From Booklist, Copyright (c) American Library Association. Used with permission.
Review by Publisher's Weekly Review
Boston University law professor Tsai (Practical Equality) takes an admiring look at the professional legacy of civil rights lawyer Stephen Bright, depicting him as a fierce and creative advocate on behalf of those caught up in America's criminal justice system. Born in 1948 and currently a law professor at Yale, Bright spent almost four decades leading the Southern Center for Human Rights, an Atlanta-based nonprofit that provides legal aid to death row convicts. Tsai narrates Bright's consequential career with a focus on the four death penalty cases he argued before the Supreme Court between 1988 and 2017--all four of which he won. Three of the cases centered on manipulation of the jury process to exclude minorities, while the fourth, McWilliams v.
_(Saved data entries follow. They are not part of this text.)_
//! Observable events emitted while collapsing deltas.
//!
//! The sink is an explicit parameter threaded through the replay call;
//! there is no registered global hook. Presentation and logging layers
//! implement [`EventSink`]; gameplay logic never reads events back.

use crate::state::{Card, Modifier, PlayerId, Position, Source, UnitId};

/// Something a presentation or logging layer may want to react to.
#[derive(Clone, Debug, PartialEq, Eq)]
#[cfg_attr(feature = "serde", derive(serde::Serialize, serde::Deserialize))]
pub enum BattleEvent {
    UnitSpawned {
        unit: UnitId,
        position: Position,
    },
    HealthChanged {
        unit: UnitId,
        amount: i32,
        source: Source,
    },
    UnitDied {
        unit: UnitId,
    },
    ModifierApplied {
        unit: UnitId,
        modifier: Modifier,
    },
    CardDrawn {
        player: PlayerId,
        card: Card,
    },
    GoldChanged {
        player: PlayerId,
        amount: i32,
    },
}

/// Receiver for observable events during replay.
pub trait EventSink {
    fn receive_event(&mut self, event: BattleEvent);
}

/// Discards every event. The default for headless replay.
#[derive(Clone, Copy, Debug, Default)]
pub struct NullSink;

impl EventSink for NullSink {
    fn receive_event(&mut self, _event: BattleEvent) {}
}

/// Collects events in order; used by tests and by presentation layers
/// that drain after each catch-up pass.
#[derive(Clone, Debug, Default)]
pub struct RecordingSink {
    pub events: Vec<BattleEvent>,
}

impl RecordingSink {
    pub fn new() -> Self {
        Self::default()
    }

    pub fn drain(&mut self) -> Vec<BattleEvent> {
        std::mem::take(&mut self.events)
    }
}

impl EventSink for RecordingSink {
    fn receive_event(&mut self, event: BattleEvent) {
        self.events.push(event);
    }
}
#[cfg(test)]
mod tests {
    use super::*;
    use crate::config::BattleConfig;
    use crate::defs::{HeroType, ItemId, MinionType};
    use crate::delta::Impact;
    use crate::event::{NullSink, RecordingSink};
    use crate::state::{
        Ability, AbilityId, AbilityKind, Attack, BaseStats, Card, DeploymentZone, HeroState,
        Player, PlayerId, Position, Shop, ShopId, Source, Unit, UnitId, UnitKind,
    };
    use crate::targeting::{Selector, Targeting};

    fn test_battle() -> Battle {
        Battle::new(&BattleConfig::default(), 7)
    }

    fn test_player(id: u8) -> Player {
        Player::new(
            PlayerId(id),
            format!("player-{id}"),
            DeploymentZone::new(Position::new(0, 0), Position::new(1, 11)),
        )
    }

    fn test_hero(id: u32, owner: PlayerId, position: Position) -> Unit {
        Unit::spawned(
            UnitId(id),
            UnitKind::Hero(HeroState {
                kind: HeroType::Warrior,
                owner,
                level: 1,
                experience: 0,
                items: Vec::new(),
            }),
            position,
            BaseStats {
                max_health: 20,
                max_move_points: 5,
            },
            Some(Attack {
                damage: 4,
                range: 1,
            }),
            Vec::new(),
        )
    }

    #[test]
    fn catch_up_applies_pending_deltas_once() {
        let mut battle = test_battle();
        battle.append_deltas([
            Delta::PlayerJoined {
                player: test_player(0),
            },
            Delta::BattleStarted,
            Delta::HeroSpawned {
                unit: test_hero(0, PlayerId(0), Position { x: 2, y: 3 }),
            },
        ]);
        battle.catch_up();

        assert!(battle.has_started);
        assert_eq!(battle.delta_head(), 3);
        assert!(battle.grid.is_occupied(Position { x: 2, y: 3 }));

        // Re-running without new deltas changes nothing.
        let before = battle.clone();
        battle.catch_up();
        assert_eq!(battle, before);
    }

    #[test]
    fn catch_up_resumes_from_head_after_partial_delivery() {
        let mut full = test_battle();
        let mut staged = test_battle();
        let deltas = vec![
            Delta::PlayerJoined {
                player: test_player(0),
            },
            Delta::HeroSpawned {
                unit: test_hero(0, PlayerId(0), Position { x: 1, y: 1 }),
            },
            Delta::HealthChanged {
                unit: UnitId(0),
                amount: -6,
                source: Source::None,
            },
        ];

        full.append_deltas(deltas.clone());
        full.catch_up();

        staged.append_deltas(deltas[..2].to_vec());
        staged.catch_up();
        staged.append_deltas(deltas[2..].to_vec());
        staged.catch_up();

        assert_eq!(full, staged);
    }

    #[test]
    fn missing_reference_is_skipped_and_counted() {
        let mut battle = test_battle();
        battle.append_deltas([Delta::HealthChanged {
            unit: UnitId(99),
            amount: -3,
            source: Source::None,
        }]);
        battle.catch_up();

        assert_eq!(battle.skipped_deltas, 1);
        assert_eq!(battle.delta_head(), 1);
    }

    #[test]
    fn duplicate_spawn_does_not_double_insert() {
        let mut battle = test_battle();
        let hero = test_hero(0, PlayerId(0), Position { x: 0, y: 0 });
        battle.append_deltas([
            Delta::PlayerJoined {
                player: test_player(0),
            },
            Delta::HeroSpawned { unit: hero.clone() },
            Delta::HeroSpawned { unit: hero },
        ]);
        battle.catch_up();

        assert_eq!(battle.units.len(), 1);
        assert_eq!(battle.skipped_deltas, 1);
    }

    #[test]
    fn events_surface_through_the_sink() {
        let mut battle = test_battle();
        battle.append_deltas([
            Delta::PlayerJoined {
                player: test_player(0),
            },
            Delta::HeroSpawned {
                unit: test_hero(0, PlayerId(0), Position { x: 4, y: 4 }),
            },
            Delta::HealthChanged {
                unit: UnitId(0),
                amount: -5,
                source: Source::None,
            },
            Delta::UnitDied {
                unit: UnitId(0),
                source: Source::None,
            },
        ]);
        let mut sink = RecordingSink::new();
        catch_up_to_head(&mut battle, &mut sink);

        let events = sink.drain();
        assert_eq!(events.len(), 3);
    }

    #[test]
    fn turn_end_passes_to_next_player_in_join_order() {
        let mut battle = test_battle();
        battle.append_deltas([
            Delta::PlayerJoined {
                player: test_player(0),
            },
            Delta::PlayerJoined {
                player: test_player(1),
            },
            Delta::BattleStarted,
            Delta::TurnStarted {
                player: PlayerId(0),
            },
            Delta::TurnEnded {
                player: PlayerId(0),
            },
        ]);
        battle.catch_up();
        assert_eq!(battle.turning_player, Some(PlayerId(1)));

        battle.append_deltas([Delta::TurnEnded {
            player: PlayerId(1),
        }]);
        battle.catch_up();
        assert_eq!(battle.turning_player, Some(PlayerId(0)));
    }

    #[test]
    fn forced_relocation_moves_occupancy_without_spending_points() {
        let mut battle = test_battle();
        battle.append_deltas([
            Delta::PlayerJoined {
                player: test_player(0),
            },
            Delta::HeroSpawned {
                unit: test_hero(0, PlayerId(0), Position::new(2, 2)),
            },
            Delta::UnitPushed {
                unit: UnitId(0),
                to: Position::new(4, 2),
                source: Source::None,
            },
        ]);
        battle.catch_up();

        let unit = battle.unit(UnitId(0)).unwrap();
        assert_eq!(unit.position, Position::new(4, 2));
        assert_eq!(unit.move_points, 5);
        assert!(!battle.grid.is_occupied(Position::new(2, 2)));
        assert!(battle.grid.is_occupied(Position::new(4, 2)));

        battle.append_deltas([Delta::UnitTeleported {
            unit: UnitId(0),
            to: Position::new(0, 7),
            source: Source::None,
        }]);
        battle.catch_up();
        assert_eq!(battle.unit(UnitId(0)).unwrap().position, Position::new(0, 7));
        assert!(!battle.grid.is_occupied(Position::new(4, 2)));
        assert!(battle.grid.is_occupied(Position::new(0, 7)));
    }

    #[test]
    fn move_point_and_charge_adjustments_apply_to_the_unit() {
        let blink = AbilityId(7);
        let mut hero = test_hero(0, PlayerId(0), Position::new(1, 1));
        hero.abilities.push(Ability {
            id: blink,
            kind: AbilityKind::Active {
                charges_remaining: 2,
                targeting: Targeting::AnyFreeCell {
                    selector: Selector::Single,
                },
            },
        });

        let mut battle = test_battle();
        battle.append_deltas([
            Delta::PlayerJoined {
                player: test_player(0),
            },
            Delta::HeroSpawned { unit: hero },
            Delta::MovePointsChanged {
                unit: UnitId(0),
                amount: -3,
            },
            Delta::AbilityChargesChanged {
                unit: UnitId(0),
                ability: blink,
                amount: -1,
            },
        ]);
        battle.catch_up();

        let unit = battle.unit(UnitId(0)).unwrap();
        assert_eq!(unit.move_points, 2);
        assert_eq!(unit.ability(blink).unwrap().charges_remaining(), 1);
        assert_eq!(battle.skipped_deltas, 0);
    }

    #[test]
    fn minion_spawn_occupies_its_cell_with_its_owner() {
        let minion = Unit::spawned(
            UnitId(3),
            UnitKind::Minion {
                kind: MinionType::SkeletalWarrior,
                owner: Some(PlayerId(0)),
            },
            Position::new(5, 5),
            BaseStats {
                max_health: 6,
                max_move_points: 3,
            },
            None,
            Vec::new(),
        );
        let mut battle = test_battle();
        battle.append_deltas([
            Delta::PlayerJoined {
                player: test_player(0),
            },
            Delta::MinionSpawned {
                unit: minion,
                source: Source::None,
            },
        ]);
        battle.catch_up();

        let unit = battle.unit(UnitId(3)).unwrap();
        assert_eq!(unit.owner(), Some(PlayerId(0)));
        assert_eq!(unit.health, 6);
        assert!(battle.grid.is_occupied(Position::new(5, 5)));
    }

    #[test]
    fn discarded_card_leaves_the_hand_without_using_it() {
        let mut battle = test_battle();
        battle.append_deltas([
            Delta::PlayerJoined {
                player: test_player(0),
            },
            Delta::CardDrawn {
                player: PlayerId(0),
                card: Card::Hero(HeroType::Warrior),
            },
            Delta::CardDrawn {
                player: PlayerId(0),
                card: Card::Hero(HeroType::Ranger),
            },
            Delta::CardDiscarded {
                player: PlayerId(0),
                hand_index: 0,
            },
        ]);
        battle.catch_up();

        let player = battle.player(PlayerId(0)).unwrap();
        assert_eq!(player.hand.len(), 1);
        assert_eq!(player.hand[0], Card::Hero(HeroType::Ranger));
        assert!(!player.has_used_a_card_this_turn);
    }

    #[test]
    fn embedded_push_in_a_cast_relocates_the_target() {
        let mut battle = test_battle();
        battle.append_deltas([
            Delta::PlayerJoined {
                player: test_player(0),
            },
            Delta::HeroSpawned {
                unit: test_hero(0, PlayerId(0), Position::new(0, 0)),
            },
            Delta::HeroSpawned {
                unit: test_hero(1, PlayerId(0), Position::new(1, 0)),
            },
            Delta::AbilityCast {
                caster: UnitId(0),
                ability: AbilityId(3),
                target: Position::new(1, 0),
                impacts: vec![Impact {
                    unit: UnitId(1),
                    health_change: -2,
                    modifier: None,
                    push_to: Some(Position::new(3, 0)),
                }],
            },
        ]);
        battle.catch_up();

        let target = battle.unit(UnitId(1)).unwrap();
        assert_eq!(target.health, 18);
        assert_eq!(target.position, Position::new(3, 0));
        assert!(!battle.grid.is_occupied(Position::new(1, 0)));
        assert!(battle.grid.is_occupied(Position::new(3, 0)));
    }

    #[test]
    fn purchase_with_unknown_owner_grants_the_item_and_counts_the_skip() {
        // The hero's owner never joined, so the gold deduction has no
        // account to hit; the purchase still lands in the inventory.
        let mut battle = test_battle();
        battle.append_deltas([
            Delta::HeroSpawned {
                unit: test_hero(0, PlayerId(5), Position::new(1, 1)),
            },
            Delta::ShopSpawned {
                shop: Shop {
                    id: ShopId(0),
                    position: Position::new(2, 1),
                    stock: vec![ItemId::HealingSalve],
                },
            },
            Delta::ItemPurchased {
                hero: UnitId(0),
                shop: ShopId(0),
                item: ItemId::HealingSalve,
                price: 20,
            },
        ]);
        battle.catch_up();

        let hero = battle.unit(UnitId(0)).unwrap().hero().unwrap();
        assert_eq!(hero.items, vec![ItemId::HealingSalve]);
        assert!(battle.shop(ShopId(0)).unwrap().stock.is_empty());
        assert_eq!(battle.skipped_deltas, 1);
    }

    #[test]
    fn game_over_clears_turning_player_and_records_winner() {
        let mut battle = test_battle();
        battle.append_deltas([
            Delta::PlayerJoined {
                player: test_player(0),
            },
            Delta::BattleStarted,
            Delta::TurnStarted {
                player: PlayerId(0),
            },
            Delta::GameOver {
                winner: Some(PlayerId(0)),
            },
        ]);
        let mut sink = NullSink;
        catch_up_to_head(&mut battle, &mut sink);

        assert!(battle.game_over);
        assert_eq!(battle.winner, Some(PlayerId(0)));
        assert_eq!(battle.turning_player, None);
    }
}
Dunn, dealt with the rights of intellectually disabled defendants to representation in court by an independent mental health expert. Each case revealed bias in the criminal justice system (including direct and dire abuses of power, like how one Georgia district attorney prepared a document explicitly explaining how to underrepresent African Americans and women on juries). Tsai's tight focus on one lawyer's uphill battle against inequity is inspiring, especially as it expands outward to track the implications of each victory. Readers interested in criminal justice reform will want to check this out. (Mar.)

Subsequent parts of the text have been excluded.